■ How to complete this task: What is the number of lines below that contain the string "synchronous"? Give it and nothing else.

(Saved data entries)
*** Begin section ***

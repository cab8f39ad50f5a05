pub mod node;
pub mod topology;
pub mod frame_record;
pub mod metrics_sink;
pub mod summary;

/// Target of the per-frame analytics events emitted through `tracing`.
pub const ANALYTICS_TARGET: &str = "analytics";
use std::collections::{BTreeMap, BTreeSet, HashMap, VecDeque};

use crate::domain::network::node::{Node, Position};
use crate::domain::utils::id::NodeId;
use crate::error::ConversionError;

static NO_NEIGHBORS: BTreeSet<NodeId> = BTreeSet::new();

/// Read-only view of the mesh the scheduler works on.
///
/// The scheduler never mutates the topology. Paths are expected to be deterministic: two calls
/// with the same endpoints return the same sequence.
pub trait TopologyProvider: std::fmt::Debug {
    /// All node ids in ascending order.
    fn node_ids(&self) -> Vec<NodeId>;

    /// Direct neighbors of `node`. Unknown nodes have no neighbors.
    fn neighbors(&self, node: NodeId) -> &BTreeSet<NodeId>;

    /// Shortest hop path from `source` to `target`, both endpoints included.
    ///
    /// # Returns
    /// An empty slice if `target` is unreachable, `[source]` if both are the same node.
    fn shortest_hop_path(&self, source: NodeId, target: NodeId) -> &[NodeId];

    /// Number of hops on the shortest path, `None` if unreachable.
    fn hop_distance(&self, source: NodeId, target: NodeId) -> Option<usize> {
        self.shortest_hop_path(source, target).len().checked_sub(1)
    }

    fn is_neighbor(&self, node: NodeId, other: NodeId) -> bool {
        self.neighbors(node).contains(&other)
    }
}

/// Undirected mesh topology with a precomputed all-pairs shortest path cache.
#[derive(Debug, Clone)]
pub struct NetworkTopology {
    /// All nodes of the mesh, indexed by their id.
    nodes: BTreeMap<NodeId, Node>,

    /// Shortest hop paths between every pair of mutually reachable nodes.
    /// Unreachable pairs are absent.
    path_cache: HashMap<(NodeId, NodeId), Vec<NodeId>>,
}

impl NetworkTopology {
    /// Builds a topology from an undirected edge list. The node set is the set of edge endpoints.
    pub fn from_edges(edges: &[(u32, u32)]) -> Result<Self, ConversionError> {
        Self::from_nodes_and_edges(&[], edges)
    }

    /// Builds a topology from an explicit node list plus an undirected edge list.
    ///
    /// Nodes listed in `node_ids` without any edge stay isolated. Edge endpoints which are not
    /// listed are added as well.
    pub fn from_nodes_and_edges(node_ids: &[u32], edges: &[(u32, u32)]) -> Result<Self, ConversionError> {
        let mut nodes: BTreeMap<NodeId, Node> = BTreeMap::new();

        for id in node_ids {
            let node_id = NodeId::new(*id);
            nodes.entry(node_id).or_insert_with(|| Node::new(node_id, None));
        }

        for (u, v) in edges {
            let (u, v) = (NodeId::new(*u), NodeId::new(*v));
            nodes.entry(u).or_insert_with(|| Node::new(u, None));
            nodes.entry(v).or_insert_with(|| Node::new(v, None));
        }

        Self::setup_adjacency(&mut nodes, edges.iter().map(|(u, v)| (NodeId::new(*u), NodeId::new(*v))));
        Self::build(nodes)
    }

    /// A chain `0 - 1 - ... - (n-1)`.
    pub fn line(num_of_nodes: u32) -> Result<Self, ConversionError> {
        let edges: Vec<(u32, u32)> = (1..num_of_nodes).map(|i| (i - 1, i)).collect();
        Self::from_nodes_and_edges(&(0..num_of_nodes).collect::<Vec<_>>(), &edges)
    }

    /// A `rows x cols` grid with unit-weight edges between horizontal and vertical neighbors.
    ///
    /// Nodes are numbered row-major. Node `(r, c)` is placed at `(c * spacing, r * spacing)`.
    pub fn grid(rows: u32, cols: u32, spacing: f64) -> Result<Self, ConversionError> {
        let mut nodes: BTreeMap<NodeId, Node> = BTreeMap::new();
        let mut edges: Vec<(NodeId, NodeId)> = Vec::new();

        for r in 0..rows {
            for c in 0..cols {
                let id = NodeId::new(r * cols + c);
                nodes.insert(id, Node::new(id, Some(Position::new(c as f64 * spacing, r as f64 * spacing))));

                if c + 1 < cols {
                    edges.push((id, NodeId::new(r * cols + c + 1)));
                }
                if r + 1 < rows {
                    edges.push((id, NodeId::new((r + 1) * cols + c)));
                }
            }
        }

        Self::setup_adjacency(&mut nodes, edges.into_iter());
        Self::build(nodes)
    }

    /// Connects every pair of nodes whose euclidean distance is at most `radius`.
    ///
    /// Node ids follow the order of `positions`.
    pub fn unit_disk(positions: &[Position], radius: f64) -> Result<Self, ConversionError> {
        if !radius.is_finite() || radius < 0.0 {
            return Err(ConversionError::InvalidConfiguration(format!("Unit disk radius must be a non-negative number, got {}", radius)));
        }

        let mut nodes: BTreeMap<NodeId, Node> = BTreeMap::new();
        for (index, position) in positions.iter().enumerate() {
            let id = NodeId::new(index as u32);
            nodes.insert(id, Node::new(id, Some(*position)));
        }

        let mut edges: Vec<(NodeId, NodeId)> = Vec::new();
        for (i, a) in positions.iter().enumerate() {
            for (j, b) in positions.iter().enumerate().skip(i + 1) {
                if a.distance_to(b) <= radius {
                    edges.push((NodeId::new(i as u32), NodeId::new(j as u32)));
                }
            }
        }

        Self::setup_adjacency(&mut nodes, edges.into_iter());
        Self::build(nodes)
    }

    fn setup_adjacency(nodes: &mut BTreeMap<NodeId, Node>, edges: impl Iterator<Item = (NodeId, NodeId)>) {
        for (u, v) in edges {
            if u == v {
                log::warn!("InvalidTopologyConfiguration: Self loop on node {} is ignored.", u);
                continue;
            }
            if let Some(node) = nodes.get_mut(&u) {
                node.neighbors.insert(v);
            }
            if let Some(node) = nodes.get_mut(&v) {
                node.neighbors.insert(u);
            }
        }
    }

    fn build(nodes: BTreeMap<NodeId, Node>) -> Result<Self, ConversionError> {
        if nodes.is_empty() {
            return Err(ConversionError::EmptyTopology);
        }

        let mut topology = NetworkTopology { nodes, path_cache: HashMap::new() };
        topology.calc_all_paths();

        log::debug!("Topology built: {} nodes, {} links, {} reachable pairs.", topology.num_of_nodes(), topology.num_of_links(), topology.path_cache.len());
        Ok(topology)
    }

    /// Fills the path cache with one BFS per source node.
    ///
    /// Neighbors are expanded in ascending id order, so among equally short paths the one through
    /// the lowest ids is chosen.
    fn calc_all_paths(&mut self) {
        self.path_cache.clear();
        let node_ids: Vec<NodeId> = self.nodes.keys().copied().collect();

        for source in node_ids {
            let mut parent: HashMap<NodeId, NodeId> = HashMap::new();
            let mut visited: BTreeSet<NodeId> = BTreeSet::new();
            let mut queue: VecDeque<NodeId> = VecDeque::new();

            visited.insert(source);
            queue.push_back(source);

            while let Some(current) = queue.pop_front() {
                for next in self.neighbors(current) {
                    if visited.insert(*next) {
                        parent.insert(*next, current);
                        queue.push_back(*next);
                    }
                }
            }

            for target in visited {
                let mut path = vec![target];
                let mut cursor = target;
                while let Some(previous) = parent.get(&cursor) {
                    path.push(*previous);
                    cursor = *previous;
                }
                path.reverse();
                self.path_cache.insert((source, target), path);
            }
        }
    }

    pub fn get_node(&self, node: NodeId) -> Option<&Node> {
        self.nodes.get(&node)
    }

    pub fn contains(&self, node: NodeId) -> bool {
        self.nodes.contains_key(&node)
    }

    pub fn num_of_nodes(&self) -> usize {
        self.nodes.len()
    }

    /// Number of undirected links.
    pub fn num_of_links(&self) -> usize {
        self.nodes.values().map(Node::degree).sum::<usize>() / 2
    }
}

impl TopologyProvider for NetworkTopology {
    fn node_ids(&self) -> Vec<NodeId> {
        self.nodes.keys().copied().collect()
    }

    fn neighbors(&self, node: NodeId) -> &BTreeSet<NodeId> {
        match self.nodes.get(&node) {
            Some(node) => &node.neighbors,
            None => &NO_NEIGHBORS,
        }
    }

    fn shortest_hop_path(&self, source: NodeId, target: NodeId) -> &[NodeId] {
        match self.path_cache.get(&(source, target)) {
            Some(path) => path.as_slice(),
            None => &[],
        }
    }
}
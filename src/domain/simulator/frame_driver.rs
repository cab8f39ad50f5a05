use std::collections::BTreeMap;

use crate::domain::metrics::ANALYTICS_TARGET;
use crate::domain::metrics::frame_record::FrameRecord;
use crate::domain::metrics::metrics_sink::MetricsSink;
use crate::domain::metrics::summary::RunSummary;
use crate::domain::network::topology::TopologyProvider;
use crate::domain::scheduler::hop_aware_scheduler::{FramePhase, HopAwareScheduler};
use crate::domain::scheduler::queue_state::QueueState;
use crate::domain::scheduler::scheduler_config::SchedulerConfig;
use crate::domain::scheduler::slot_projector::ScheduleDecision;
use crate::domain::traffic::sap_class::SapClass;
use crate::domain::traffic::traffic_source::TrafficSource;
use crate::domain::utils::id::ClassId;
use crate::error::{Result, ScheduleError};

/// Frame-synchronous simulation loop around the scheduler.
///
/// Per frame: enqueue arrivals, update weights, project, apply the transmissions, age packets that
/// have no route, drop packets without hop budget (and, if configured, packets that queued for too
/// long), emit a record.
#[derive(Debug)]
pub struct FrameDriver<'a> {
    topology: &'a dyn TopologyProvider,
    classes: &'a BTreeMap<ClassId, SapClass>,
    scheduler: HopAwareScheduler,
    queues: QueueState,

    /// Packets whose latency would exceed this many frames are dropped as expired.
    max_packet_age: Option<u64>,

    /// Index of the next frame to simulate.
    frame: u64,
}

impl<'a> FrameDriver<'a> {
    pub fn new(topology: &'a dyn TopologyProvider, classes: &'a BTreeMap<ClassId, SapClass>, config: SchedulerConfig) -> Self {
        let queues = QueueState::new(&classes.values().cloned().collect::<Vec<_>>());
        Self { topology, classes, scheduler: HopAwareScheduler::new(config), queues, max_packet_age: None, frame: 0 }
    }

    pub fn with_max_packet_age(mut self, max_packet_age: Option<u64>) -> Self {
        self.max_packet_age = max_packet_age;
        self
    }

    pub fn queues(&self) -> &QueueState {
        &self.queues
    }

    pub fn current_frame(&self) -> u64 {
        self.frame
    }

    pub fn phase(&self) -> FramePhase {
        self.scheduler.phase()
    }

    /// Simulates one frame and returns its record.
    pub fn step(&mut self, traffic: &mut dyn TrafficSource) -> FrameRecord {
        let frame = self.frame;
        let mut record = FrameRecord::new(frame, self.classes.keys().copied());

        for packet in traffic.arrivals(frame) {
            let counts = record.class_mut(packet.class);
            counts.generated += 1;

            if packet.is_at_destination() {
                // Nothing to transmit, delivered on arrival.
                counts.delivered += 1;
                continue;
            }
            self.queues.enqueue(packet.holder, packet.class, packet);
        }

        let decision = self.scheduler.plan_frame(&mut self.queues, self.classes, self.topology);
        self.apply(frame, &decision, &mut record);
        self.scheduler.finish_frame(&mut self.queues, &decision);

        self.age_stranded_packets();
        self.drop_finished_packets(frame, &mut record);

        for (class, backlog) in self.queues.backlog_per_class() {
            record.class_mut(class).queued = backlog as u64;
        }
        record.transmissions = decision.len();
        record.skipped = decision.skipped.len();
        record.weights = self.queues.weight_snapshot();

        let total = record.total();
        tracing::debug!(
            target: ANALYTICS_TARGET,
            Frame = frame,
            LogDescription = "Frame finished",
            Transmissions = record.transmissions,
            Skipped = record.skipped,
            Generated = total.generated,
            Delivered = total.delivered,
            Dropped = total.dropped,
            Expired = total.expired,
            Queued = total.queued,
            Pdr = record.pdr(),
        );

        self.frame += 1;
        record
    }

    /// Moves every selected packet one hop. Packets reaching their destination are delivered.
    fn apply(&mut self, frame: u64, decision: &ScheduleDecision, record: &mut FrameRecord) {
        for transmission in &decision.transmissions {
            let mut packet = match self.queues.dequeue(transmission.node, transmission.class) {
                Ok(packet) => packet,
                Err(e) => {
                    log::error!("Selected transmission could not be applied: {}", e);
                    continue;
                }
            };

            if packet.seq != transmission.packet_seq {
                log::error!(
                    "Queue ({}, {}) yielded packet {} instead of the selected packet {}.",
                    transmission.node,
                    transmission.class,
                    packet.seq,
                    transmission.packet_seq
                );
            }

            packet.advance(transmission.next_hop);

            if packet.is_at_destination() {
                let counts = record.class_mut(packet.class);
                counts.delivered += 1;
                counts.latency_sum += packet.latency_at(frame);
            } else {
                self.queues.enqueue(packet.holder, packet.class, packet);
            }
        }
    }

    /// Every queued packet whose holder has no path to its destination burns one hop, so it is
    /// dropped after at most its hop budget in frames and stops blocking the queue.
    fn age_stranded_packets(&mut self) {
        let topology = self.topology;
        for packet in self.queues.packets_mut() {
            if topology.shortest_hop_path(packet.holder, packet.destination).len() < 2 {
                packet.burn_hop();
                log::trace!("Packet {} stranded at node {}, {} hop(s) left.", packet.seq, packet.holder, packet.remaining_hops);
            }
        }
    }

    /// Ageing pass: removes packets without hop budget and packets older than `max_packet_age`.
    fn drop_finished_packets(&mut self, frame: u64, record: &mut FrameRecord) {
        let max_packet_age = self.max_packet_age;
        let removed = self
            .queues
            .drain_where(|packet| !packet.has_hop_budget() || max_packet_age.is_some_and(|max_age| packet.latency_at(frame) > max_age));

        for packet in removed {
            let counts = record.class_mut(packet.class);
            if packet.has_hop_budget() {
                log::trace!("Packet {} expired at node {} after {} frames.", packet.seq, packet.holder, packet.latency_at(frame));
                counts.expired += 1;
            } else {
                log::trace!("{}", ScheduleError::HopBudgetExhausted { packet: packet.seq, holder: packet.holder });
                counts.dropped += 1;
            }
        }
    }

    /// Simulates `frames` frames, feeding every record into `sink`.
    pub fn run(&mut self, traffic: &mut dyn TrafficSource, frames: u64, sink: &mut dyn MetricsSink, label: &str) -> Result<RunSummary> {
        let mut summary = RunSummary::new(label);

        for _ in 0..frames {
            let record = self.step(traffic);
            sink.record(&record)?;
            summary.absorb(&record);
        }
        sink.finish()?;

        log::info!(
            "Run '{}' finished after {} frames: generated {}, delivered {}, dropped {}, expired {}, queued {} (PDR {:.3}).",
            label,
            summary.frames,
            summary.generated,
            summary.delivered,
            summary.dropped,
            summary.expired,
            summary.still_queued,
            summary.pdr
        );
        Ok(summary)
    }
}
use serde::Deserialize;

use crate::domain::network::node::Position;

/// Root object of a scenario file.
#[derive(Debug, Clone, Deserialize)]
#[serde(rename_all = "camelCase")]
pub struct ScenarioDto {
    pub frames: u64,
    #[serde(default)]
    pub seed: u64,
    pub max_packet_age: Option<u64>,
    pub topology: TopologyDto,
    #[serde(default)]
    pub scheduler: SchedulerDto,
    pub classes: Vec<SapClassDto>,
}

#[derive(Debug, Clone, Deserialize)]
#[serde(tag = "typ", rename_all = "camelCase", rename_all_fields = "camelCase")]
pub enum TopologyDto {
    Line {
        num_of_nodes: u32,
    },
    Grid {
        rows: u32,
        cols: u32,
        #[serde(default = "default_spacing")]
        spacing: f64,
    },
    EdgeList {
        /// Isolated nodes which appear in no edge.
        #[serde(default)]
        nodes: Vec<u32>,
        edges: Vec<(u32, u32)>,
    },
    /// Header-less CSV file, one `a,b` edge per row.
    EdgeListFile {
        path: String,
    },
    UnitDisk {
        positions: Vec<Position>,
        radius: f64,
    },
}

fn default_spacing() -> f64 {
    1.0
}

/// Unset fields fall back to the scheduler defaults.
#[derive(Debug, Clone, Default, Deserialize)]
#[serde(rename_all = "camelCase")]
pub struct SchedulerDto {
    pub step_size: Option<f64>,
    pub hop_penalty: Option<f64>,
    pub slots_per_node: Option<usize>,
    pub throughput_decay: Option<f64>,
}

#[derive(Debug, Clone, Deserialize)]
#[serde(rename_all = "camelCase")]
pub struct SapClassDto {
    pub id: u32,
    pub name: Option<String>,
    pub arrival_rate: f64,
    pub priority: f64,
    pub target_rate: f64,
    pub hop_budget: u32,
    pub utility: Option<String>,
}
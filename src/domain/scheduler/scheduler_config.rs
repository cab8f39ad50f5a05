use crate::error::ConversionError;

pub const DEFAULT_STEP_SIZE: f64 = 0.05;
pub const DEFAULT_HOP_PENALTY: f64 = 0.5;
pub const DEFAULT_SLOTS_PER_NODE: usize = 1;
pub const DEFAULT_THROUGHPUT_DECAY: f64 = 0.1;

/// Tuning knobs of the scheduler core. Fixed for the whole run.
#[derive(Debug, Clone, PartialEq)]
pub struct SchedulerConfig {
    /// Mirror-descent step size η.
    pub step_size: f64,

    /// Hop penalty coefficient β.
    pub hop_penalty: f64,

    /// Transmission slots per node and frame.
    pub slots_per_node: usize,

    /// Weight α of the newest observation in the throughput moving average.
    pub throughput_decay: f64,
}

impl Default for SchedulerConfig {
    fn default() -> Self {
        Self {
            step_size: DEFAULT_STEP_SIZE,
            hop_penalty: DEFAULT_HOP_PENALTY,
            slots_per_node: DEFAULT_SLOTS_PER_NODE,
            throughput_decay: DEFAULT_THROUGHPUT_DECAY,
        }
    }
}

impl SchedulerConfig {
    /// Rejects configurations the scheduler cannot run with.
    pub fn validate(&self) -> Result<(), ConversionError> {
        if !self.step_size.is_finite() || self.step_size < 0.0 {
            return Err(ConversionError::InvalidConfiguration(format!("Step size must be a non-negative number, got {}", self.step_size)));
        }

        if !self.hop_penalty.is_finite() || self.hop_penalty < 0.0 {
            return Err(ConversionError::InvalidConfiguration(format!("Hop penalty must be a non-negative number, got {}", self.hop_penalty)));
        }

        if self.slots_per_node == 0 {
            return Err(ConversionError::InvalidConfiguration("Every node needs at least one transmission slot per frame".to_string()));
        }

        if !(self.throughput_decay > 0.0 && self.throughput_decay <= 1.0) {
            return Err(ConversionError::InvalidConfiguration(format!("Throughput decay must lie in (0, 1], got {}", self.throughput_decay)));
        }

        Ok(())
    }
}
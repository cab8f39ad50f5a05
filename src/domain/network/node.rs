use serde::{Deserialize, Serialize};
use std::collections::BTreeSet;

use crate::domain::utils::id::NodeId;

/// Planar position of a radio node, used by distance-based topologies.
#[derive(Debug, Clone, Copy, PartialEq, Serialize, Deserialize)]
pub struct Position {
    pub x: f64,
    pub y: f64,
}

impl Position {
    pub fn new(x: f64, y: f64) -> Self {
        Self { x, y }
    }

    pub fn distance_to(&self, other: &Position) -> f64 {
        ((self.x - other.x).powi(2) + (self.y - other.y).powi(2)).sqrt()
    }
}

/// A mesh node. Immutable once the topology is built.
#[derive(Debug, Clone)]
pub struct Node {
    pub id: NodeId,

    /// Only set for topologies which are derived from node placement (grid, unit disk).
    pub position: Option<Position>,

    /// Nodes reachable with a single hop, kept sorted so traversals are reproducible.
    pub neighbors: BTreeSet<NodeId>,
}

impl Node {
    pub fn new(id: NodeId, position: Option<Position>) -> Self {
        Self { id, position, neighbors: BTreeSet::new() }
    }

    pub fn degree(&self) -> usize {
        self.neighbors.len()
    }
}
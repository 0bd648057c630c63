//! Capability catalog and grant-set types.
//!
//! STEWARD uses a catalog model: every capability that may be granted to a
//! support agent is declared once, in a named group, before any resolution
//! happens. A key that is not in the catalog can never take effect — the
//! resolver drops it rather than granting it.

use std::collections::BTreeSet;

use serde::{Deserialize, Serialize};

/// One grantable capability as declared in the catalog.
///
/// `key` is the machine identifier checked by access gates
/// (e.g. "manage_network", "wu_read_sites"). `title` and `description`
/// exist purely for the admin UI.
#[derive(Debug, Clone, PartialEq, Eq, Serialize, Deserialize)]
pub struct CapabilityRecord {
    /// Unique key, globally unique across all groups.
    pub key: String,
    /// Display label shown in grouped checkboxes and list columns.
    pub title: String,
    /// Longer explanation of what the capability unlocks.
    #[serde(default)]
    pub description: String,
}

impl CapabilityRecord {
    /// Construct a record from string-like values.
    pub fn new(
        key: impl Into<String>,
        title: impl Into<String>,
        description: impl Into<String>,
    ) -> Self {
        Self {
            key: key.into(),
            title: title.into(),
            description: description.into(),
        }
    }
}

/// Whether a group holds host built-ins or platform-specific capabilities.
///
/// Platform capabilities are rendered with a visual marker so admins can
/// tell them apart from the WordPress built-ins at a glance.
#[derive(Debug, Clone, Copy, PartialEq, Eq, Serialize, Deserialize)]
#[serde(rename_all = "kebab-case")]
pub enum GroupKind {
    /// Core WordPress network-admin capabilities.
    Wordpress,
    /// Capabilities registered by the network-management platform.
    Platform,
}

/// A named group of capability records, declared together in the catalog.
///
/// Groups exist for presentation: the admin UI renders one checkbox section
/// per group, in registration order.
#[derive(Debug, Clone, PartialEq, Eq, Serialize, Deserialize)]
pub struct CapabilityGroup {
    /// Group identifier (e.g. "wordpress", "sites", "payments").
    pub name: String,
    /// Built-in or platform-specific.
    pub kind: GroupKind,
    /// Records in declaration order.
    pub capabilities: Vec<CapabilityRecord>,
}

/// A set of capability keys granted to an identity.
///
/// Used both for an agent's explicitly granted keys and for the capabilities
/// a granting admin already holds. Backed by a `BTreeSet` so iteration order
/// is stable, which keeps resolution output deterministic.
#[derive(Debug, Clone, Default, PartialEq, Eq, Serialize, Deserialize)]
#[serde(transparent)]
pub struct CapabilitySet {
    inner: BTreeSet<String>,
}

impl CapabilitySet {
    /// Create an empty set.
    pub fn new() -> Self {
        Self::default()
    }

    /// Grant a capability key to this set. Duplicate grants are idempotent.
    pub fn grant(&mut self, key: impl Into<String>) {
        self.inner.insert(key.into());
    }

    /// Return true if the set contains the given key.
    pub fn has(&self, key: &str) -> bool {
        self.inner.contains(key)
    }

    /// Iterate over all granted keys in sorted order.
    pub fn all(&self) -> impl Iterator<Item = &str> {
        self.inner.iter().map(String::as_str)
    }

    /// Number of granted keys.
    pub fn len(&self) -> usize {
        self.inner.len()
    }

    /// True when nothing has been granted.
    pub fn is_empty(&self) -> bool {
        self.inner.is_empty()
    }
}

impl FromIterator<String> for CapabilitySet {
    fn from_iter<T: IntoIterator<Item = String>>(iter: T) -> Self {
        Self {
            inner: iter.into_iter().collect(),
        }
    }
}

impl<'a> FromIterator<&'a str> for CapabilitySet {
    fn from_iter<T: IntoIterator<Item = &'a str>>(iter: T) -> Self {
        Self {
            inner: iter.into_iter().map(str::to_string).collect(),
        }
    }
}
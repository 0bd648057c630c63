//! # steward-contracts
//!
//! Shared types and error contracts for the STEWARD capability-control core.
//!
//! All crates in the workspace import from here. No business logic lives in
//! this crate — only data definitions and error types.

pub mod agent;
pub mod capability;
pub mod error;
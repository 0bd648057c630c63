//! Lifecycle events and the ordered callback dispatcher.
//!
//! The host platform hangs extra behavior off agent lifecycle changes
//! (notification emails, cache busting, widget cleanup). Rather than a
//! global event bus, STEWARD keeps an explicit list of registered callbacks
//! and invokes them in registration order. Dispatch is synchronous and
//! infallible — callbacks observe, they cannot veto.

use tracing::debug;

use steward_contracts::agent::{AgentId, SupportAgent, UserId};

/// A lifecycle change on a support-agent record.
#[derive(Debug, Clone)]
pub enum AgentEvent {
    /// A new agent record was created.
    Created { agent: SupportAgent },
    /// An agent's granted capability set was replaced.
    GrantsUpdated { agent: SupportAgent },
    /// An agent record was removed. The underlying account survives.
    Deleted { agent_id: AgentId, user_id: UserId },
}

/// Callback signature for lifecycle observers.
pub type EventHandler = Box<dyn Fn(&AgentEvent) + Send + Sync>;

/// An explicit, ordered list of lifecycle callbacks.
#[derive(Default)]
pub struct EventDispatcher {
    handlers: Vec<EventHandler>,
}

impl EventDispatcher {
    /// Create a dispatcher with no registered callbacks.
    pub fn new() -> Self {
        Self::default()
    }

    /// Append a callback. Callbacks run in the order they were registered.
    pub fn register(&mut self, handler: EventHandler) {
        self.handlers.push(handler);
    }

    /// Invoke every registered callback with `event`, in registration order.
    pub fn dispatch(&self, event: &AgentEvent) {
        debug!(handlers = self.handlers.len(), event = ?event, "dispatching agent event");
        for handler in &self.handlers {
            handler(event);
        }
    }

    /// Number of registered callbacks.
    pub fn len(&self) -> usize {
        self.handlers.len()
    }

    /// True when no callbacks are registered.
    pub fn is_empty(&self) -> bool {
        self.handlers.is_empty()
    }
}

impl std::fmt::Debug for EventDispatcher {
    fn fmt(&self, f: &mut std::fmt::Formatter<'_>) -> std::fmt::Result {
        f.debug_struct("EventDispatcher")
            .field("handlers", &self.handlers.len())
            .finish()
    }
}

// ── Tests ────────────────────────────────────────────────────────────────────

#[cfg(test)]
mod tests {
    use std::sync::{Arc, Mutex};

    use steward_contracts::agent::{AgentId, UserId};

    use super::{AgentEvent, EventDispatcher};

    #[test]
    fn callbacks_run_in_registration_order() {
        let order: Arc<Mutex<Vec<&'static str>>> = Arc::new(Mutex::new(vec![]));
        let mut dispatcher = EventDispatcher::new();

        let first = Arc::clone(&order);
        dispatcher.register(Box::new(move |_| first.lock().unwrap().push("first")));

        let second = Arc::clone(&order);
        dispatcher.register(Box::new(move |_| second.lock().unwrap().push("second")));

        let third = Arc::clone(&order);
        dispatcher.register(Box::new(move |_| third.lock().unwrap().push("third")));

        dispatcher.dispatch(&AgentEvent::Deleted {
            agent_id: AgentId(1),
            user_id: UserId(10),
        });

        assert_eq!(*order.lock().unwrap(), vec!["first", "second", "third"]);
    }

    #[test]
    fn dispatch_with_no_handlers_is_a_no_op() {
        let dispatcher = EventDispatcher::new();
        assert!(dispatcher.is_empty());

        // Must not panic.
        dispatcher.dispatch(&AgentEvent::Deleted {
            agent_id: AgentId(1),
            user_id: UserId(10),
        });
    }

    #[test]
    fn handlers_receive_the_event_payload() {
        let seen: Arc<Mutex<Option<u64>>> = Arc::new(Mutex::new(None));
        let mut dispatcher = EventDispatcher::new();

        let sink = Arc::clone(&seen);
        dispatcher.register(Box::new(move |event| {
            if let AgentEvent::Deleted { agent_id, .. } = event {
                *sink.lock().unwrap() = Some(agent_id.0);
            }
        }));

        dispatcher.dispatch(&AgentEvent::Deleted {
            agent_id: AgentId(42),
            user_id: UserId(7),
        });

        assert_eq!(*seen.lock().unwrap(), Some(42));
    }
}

*** End section ***

■ Solution to the exercise: 2